▸ Task prompt
Tell how many lines of the material below hold "push". The reply is that number alone.

▸ Exercise data
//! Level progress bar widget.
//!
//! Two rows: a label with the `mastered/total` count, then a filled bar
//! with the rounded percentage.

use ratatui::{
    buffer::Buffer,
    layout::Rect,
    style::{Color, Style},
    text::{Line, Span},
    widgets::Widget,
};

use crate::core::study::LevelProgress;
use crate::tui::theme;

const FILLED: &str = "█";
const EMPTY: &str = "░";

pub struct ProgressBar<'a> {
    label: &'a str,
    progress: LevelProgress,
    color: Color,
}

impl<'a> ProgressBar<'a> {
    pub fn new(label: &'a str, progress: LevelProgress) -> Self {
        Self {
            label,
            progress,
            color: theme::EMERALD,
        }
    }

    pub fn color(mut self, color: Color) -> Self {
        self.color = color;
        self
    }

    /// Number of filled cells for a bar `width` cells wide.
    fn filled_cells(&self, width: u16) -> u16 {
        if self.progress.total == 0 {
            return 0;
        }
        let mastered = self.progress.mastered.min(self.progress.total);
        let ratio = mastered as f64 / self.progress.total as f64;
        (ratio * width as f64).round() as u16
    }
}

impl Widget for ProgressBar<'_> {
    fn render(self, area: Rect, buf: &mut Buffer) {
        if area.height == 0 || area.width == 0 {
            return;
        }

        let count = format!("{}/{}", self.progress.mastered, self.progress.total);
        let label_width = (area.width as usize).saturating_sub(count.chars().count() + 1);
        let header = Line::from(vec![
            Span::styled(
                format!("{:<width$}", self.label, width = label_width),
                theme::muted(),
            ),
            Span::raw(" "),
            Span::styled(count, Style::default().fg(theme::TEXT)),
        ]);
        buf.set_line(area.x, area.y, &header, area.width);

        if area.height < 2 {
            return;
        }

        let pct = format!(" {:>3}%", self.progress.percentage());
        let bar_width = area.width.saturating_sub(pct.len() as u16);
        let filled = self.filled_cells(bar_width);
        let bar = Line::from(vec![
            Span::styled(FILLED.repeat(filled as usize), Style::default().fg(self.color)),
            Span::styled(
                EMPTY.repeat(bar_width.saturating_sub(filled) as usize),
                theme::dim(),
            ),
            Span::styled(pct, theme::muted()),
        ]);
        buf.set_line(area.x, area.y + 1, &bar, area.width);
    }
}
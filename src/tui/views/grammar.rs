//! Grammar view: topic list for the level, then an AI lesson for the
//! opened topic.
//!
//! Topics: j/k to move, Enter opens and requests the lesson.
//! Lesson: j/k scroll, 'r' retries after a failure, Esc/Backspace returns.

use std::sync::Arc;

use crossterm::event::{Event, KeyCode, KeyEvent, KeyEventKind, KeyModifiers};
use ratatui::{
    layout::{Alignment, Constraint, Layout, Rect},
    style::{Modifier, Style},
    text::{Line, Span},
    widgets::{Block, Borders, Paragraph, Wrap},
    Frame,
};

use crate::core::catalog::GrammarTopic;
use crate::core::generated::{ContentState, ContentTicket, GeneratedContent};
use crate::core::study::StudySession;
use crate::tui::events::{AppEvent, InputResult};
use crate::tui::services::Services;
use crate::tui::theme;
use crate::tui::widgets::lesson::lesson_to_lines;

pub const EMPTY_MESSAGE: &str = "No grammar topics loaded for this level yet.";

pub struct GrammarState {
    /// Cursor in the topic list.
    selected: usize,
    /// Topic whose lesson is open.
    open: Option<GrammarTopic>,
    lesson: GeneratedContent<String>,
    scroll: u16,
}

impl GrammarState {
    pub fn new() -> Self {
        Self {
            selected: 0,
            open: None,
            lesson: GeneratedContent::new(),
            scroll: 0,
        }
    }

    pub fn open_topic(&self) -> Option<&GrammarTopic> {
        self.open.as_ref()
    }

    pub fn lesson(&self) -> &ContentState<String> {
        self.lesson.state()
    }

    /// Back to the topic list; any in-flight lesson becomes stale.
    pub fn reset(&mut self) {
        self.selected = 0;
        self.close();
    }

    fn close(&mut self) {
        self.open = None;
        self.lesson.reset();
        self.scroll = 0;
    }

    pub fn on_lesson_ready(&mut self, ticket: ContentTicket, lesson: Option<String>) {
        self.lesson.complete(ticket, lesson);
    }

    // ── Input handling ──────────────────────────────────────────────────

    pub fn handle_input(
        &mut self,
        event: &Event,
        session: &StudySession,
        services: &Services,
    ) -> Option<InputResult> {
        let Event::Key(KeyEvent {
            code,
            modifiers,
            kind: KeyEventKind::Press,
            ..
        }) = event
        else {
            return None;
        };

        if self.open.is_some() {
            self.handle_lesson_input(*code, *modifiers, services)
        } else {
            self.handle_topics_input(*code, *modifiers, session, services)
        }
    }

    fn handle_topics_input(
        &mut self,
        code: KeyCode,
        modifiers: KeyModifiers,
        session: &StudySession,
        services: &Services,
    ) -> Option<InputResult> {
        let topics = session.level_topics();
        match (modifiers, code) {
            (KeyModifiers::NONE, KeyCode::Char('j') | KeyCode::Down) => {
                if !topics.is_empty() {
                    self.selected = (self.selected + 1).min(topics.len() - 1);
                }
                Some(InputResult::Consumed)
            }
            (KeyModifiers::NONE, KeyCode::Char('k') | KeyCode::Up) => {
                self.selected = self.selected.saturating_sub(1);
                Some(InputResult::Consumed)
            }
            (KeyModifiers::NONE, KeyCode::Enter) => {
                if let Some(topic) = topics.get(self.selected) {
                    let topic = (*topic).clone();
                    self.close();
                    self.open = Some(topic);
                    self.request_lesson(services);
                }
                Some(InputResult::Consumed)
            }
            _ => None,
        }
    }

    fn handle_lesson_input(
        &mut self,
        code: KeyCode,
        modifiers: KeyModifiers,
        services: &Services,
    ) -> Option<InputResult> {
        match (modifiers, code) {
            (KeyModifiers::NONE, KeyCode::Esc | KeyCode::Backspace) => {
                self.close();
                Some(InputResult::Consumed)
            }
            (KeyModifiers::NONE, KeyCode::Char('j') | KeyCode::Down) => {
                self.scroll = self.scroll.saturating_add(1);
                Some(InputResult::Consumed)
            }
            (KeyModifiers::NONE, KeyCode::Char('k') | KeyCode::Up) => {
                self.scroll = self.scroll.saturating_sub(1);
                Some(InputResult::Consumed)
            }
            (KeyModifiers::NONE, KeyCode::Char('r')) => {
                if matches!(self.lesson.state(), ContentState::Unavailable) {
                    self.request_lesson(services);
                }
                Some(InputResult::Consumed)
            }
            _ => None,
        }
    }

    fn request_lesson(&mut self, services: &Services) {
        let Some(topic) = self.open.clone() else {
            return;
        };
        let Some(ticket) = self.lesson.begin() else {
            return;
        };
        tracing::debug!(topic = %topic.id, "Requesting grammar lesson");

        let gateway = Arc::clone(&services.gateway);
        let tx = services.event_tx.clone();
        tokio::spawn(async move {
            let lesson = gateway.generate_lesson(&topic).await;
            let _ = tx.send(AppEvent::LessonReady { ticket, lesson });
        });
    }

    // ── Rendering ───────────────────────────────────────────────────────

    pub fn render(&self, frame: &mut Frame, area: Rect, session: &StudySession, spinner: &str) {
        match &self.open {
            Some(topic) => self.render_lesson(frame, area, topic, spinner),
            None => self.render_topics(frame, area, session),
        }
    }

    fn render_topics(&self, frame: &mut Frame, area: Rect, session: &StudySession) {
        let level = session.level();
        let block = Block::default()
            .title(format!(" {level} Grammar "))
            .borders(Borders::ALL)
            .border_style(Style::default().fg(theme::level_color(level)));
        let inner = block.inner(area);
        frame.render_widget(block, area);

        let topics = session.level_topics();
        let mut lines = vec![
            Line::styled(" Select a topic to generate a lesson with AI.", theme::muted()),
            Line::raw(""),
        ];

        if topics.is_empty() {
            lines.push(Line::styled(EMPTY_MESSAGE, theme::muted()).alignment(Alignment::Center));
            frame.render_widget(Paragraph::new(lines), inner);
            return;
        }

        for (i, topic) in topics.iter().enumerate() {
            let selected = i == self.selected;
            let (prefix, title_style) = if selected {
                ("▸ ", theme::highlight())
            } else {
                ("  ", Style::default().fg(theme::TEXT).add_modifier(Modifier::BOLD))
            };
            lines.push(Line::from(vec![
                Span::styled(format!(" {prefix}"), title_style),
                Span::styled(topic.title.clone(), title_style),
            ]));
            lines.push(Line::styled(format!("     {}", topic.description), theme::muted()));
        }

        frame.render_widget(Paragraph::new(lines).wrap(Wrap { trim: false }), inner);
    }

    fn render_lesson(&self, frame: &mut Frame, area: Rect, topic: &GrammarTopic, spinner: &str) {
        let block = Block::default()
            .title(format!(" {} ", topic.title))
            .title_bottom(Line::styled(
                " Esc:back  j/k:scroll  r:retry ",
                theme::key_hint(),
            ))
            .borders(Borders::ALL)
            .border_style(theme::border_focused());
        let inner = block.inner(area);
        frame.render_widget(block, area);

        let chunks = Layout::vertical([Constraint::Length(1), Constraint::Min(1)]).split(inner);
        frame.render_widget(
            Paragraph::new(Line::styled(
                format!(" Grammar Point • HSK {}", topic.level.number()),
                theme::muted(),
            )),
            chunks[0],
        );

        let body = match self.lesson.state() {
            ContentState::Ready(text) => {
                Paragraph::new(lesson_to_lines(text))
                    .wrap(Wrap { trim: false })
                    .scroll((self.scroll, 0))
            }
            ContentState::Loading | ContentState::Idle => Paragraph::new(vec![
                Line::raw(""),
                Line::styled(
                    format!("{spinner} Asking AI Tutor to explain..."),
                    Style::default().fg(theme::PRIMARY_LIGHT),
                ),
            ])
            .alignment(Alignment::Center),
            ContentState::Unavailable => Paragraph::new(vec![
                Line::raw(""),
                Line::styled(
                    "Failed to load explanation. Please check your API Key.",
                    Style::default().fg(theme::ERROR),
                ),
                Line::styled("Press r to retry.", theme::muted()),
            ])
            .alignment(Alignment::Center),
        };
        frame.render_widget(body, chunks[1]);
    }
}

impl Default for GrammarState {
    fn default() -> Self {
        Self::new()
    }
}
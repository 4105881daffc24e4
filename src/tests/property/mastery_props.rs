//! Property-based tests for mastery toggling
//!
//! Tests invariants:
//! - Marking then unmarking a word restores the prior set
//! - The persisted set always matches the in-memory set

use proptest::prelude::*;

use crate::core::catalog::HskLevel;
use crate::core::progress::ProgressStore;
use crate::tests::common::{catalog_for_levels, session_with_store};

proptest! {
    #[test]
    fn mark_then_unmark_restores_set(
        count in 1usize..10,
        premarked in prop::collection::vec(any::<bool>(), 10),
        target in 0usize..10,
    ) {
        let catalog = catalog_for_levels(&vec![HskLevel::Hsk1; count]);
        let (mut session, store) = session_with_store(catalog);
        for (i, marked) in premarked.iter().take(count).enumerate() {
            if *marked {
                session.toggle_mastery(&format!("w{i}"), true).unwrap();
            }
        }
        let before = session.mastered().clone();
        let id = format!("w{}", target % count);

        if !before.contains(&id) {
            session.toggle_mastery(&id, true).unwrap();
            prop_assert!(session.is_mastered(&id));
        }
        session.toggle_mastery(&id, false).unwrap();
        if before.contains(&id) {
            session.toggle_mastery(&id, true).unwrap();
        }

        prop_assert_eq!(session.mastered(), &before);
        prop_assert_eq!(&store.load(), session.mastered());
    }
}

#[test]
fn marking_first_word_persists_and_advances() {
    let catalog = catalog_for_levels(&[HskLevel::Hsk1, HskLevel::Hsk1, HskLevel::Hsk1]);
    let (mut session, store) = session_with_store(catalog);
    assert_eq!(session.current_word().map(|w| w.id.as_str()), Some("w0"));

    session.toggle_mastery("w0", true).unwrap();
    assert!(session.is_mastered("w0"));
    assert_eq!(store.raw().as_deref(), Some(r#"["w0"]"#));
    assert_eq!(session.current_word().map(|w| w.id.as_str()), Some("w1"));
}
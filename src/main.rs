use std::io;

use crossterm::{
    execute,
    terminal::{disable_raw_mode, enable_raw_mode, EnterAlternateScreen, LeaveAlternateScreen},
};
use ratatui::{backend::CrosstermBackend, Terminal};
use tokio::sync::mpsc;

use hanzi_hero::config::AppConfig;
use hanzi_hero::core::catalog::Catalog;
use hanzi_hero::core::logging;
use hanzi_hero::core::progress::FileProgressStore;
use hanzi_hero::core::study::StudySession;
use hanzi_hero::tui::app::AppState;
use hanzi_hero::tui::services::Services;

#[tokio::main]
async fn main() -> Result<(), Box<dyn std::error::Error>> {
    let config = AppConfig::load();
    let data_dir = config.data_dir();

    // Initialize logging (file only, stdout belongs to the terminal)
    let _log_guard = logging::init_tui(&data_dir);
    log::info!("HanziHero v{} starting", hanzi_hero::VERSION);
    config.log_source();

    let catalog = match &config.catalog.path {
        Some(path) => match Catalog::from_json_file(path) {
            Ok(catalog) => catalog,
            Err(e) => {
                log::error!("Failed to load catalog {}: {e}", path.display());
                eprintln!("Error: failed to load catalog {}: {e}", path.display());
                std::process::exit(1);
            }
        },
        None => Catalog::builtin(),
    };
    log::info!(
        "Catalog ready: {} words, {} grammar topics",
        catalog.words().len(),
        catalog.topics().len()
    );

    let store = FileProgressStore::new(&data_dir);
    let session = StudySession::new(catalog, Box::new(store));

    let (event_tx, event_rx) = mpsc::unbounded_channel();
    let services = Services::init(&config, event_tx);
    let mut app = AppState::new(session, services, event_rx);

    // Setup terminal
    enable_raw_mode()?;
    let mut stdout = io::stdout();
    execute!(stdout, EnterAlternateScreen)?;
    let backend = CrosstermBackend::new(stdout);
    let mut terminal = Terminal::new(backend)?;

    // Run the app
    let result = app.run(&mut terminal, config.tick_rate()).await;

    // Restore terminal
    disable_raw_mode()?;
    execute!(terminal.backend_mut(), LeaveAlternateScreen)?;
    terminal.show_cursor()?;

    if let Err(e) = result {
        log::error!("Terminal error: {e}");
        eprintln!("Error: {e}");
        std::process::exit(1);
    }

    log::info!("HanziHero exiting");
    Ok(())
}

▸ Exercise answer
3